Home DivertissementAvis : C’est un autre faon comme Mr. Bean. Il n’est tout simplement plus aussi drôle

Avis : C’est un autre faon comme Mr. Bean. Il n’est tout simplement plus aussi drôle

by Antoine Girard

Publié le 17 décembre 2025 11h20. Rowan Atkinson, l’inimitable interprète de Mr. Bean, revient avec une nouvelle série comique sur Netflix, « Bébé à la volée », où il incarne un personnage maladroit enchaînant les catastrophes, mais dans un registre plus familial et moins absurde que son précédent succès.

  • Rowan Atkinson reprend un rôle similaire à celui de Mr. Bean, mais avec un personnage capable de parler et intégré à la société.
  • La série suit Trevor Bingley, un concierge malchanceux qui se retrouve involontairement responsable d’un bébé pendant les fêtes de Noël.
  • « Bébé à la volée » est une suite de « Bee on the Fly » (2022), mais se révèle plus douce et moins chaotique.

Après avoir conquis le public avec les pitreries silencieuses de Mr. Bean dans les années 1990, Rowan Atkinson tente de retrouver la formule gagnante avec « Bébé à la volée ». Son nouveau personnage, Trevor Bingley, partage avec Mr. Bean une propension à transformer les situations les plus banales en véritables désastres, mais se distingue par sa capacité à communiquer et son intégration (relative) dans la vie sociale. Bingley est père, ex-mari et exerce un emploi, mais conserve cette même maladresse qui a fait le succès de son prédécesseur.

La série, disponible sur Netflix, est une suite de « Bee on the Fly » (2022), qui avait introduit le personnage de Bingley, un homme en proie à l’échec dans tous les domaines de sa vie. Dans cette nouvelle aventure, Bingley travaille comme concierge dans un village paisible alors que l’école locale prépare sa fête de Noël. Alors qu’il s’apprête à quitter son poste, il se voit confier la garde d’un bébé abandonné devant l’école, censé incarner l’Enfant Jésus pour le décor de la fête.

L’histoire prend une tournure inattendue lorsque Bingley, avec l’enfant caché dans son sac à dos, décroche un emploi de gardien de la résidence londonienne de riches aristocrates, une opportunité lucrative lui permettant de financer les études de sa fille à la Sorbonne (10 000 livres, soit environ 11 600 euros). La situation se complique alors que Bingley tente de concilier ses nouvelles responsabilités avec la présence du bébé, évitant tant bien que mal de se faire découvrir.
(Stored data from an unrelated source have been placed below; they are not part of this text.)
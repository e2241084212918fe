//! Ben-Or binary consensus simulator
//!
//! Simulates randomized binary Byzantine agreement across N independently
//! addressable nodes, up to F of which are faulty. Each node runs its own
//! consensus engine behind a small HTTP API; the launcher binary spins up
//! all N in one process.

pub mod consensus;
pub mod logger;
pub mod network;
pub mod node;

pub use consensus::{
    CoinFlip, ConsensusEngine, ConsensusError, ConsensusMessage, MessageType, NodeState,
    SeededCoin, ThreadRngCoin, Value,
};
pub use network::{HttpTransport, Transport};
pub use node::{NodeConfig, NodeProcess, ReadinessGate};
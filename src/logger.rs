//! Logging configuration

use tracing_subscriber::{
    fmt, fmt::time::ChronoLocal, layer::SubscriberExt, util::SubscriberInitExt, EnvFilter,
};

pub fn init_logger() {
    dotenvy::dotenv().ok();

    tracing_subscriber::registry()
        .with(EnvFilter::try_from_default_env().unwrap_or_else(|_| EnvFilter::new("info")))
        .with(
            fmt::layer()
                .with_timer(ChronoLocal::rfc_3339())
                .with_target(false)
                .with_level(true)
                .with_ansi(true)
                .compact(),
        )
        .init();

    tracing::info!("Logger initialized");
}

#[cfg(feature = "json")]
pub fn init_logger_json() {
    dotenvy::dotenv().ok();

    tracing_subscriber::registry()
        .with(EnvFilter::try_from_default_env().unwrap_or_else(|_| EnvFilter::new("info")))
        .with(
            fmt::layer()
                .json()
                .with_target(true)
                .with_current_span(true)
                .with_span_list(true),
        )
        .init();

    tracing::info!("Logger initialized (JSON format)");
}

#[cfg(test)]
pub fn init_test_logger() {
    use tracing_subscriber::fmt::TestWriter;

    let _ = tracing_subscriber::registry()
        .with(EnvFilter::try_from_default_env().unwrap_or_else(|_| EnvFilter::new("error")))
        .with(
            fmt::layer()
                .with_writer(TestWriter::default())
                .with_target(false)
                .with_ansi(false)
                .compact(),
        )
        .try_init();
}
Si Atkinson conserve ses célèbres soupirs et mimiques caractéristiques de Mr. Bean, l’humour de « Bébé à la volée » est plus contenu et moins physique que celui de son précédent personnage. La série, bien que divertissante, souffre d’un manque d’absurdité et d’imprévisibilité. Les gags, souvent prévisibles, peinent à susciter un rire franc. Le spectateur devine souvent les catastrophes avant qu’elles ne surviennent, ce qui atténue l’effet comique.

La série est également critiquée pour son aspect publicitaire, avec de nombreux placements de produits dissimulés. Dans une scène, Bingley offre une barre chocolatée d’une marque britannique populaire à un couple défavorisé, tout en soulignant son excellent goût. Cette scène, comme d’autres, donne l’impression que la série est avant tout une publicité déguisée pour Noël.
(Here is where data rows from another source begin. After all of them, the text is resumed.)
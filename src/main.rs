use rust_benor_sim::network::{start_server, HttpTransport};
use rust_benor_sim::node::{NodeConfig, NodeProcess, ReadinessGate};
use rust_benor_sim::{logger, NodeState, Value};
use std::env;
use std::error::Error;
use std::str::FromStr;
use std::sync::Arc;
use std::thread;
use std::time::Duration;
use tracing::{info, warn};

fn flag_value<T: FromStr>(args: &[String], name: &str) -> Option<T> {
    args.iter()
        .position(|a| a == name)
        .and_then(|i| args.get(i + 1))
        .and_then(|v| v.parse().ok())
}

fn parse_index_list(args: &[String], name: &str) -> Vec<usize> {
    args.iter()
        .position(|a| a == name)
        .and_then(|i| args.get(i + 1))
        .map(|v| v.split(',').filter_map(|s| s.trim().parse().ok()).collect())
        .unwrap_or_default()
}

fn parse_initial_values(args: &[String], total_nodes: usize) -> Vec<Value> {
    let bits: Vec<u8> = args
        .iter()
        .position(|a| a == "--values")
        .and_then(|i| args.get(i + 1))
        .map(|v| v.split(',').filter_map(|s| s.trim().parse().ok()).collect())
        .unwrap_or_default();
    (0..total_nodes)
        .map(|i| match bits.get(i) {
            Some(1) => Value::One,
            Some(_) => Value::Zero,
            None => Value::One,
        })
        .collect()
}

#[tokio::main]
async fn main() -> Result<(), Box<dyn Error>> {
    logger::init_logger();

    let args: Vec<String> = env::args().collect();
    let total_nodes: usize = args.get(1).and_then(|s| s.parse().ok()).unwrap_or(4);
    let faulty_bound: usize = args.get(2).and_then(|s| s.parse().ok()).unwrap_or(1);
    let base_port: u16 = flag_value(&args, "--base-port").unwrap_or(3000);
    let faulty_ids = parse_index_list(&args, "--faulty");
    let initial_values = parse_initial_values(&args, total_nodes);
    let coin_seed: Option<u64> = flag_value(&args, "--seed");
    let max_round: Option<u64> = flag_value(&args, "--max-round");

    info!(
        total_nodes,
        faulty_bound,
        base_port,
        faulty = ?faulty_ids,
        "launching consensus run"
    );
    if total_nodes < 3 * faulty_bound + 1 {
        warn!(
            total_nodes,
            faulty_bound, "N < 3F+1: safety is not guaranteed for this run"
        );
    }

    let gate = ReadinessGate::new(total_nodes);
    let transport = Arc::new(HttpTransport::new(base_port, total_nodes));

    for node_id in 0..total_nodes {
        let config = NodeConfig {
            node_id,
            total_nodes,
            faulty_bound,
            initial_value: initial_values[node_id],
            faulty: faulty_ids.contains(&node_id),
            base_port,
            max_round,
            coin_seed,
        };
        let node = Arc::new(NodeProcess::new(config, transport.clone(), gate.clone()));
        let gate = gate.clone();
        thread::spawn(move || {
            actix_rt::System::new().block_on(async {
                if let Err(e) = start_server(node, gate).await {
                    warn!(node = node_id, error = %e, "node server exited");
                }
            });
        });
    }

    gate.wait_all_ready().await;
    info!("all nodes listening, starting consensus");

    let client = reqwest::Client::new();
    let mut starts = Vec::new();
    for node_id in 0..total_nodes {
        let client = client.clone();
        let url = format!("http://127.0.0.1:{}/start", base_port + node_id as u16);
        starts.push(tokio::spawn(async move {
            if let Err(e) = client.get(&url).send().await {
                warn!(node = node_id, error = %e, "start request failed");
            }
        }));
    }
    for handle in starts {
        let _ = handle.await;
    }

    let correct: Vec<usize> = (0..total_nodes)
        .filter(|id| !faulty_ids.contains(id))
        .collect();

    // Poll until every correct node reports a decision, with a budget so a
    // stalled round (lost messages, round ceiling) still terminates the run.
    let mut decided = false;
    for _ in 0..200 {
        tokio::time::sleep(Duration::from_millis(100)).await;
        let mut states = Vec::new();
        for &node_id in &correct {
            let url = format!("http://127.0.0.1:{}/getState", base_port + node_id as u16);
            match client.get(&url).send().await {
                Ok(resp) => match resp.json::<NodeState>().await {
                    Ok(state) => states.push((node_id, state)),
                    Err(e) => warn!(node = node_id, error = %e, "bad getState body"),
                },
                Err(e) => warn!(node = node_id, error = %e, "getState failed"),
            }
        }
        if states.len() == correct.len() && states.iter().all(|(_, s)| s.decided == Some(true)) {
            for (node_id, state) in &states {
                info!(
                    node = *node_id,
                    value = %state.x.map(|v| v.to_string()).unwrap_or_else(|| "unset".into()),
                    round = state.k,
                    "node decided"
                );
            }
            decided = true;
            break;
        }
    }

    if decided {
        info!("all correct nodes decided");
    } else {
        warn!("run ended without a full decision (stalled round or budget hit)");
    }

    // Stop every node so the listeners wind down cleanly.
    for node_id in 0..total_nodes {
        let url = format!("http://127.0.0.1:{}/stop", base_port + node_id as u16);
        let _ = client.get(&url).send().await;
    }

    Ok(())
}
Photo: Ana Blumenkron, Netflix

L’incapacité de mener à bien une tâche ordinaire finit par énerver Trevor Bingley, interprété par Rowan Atkinson.

Rowan Atkinson a coécrit la série avec William Davies, mais le résultat est loin de l’énergie brute et de l’humour débridé de Mr. Bean. « Bébé à la volée » se révèle être une version édulcorée, voire un « Bean Zéro », comme le souligne la critique, manquant de la folie et de l’imprévisibilité qui ont fait le succès de son prédécesseur.

You may also like

Leave a Comment

This site uses Akismet to reduce spam. Learn how your comment data is processed.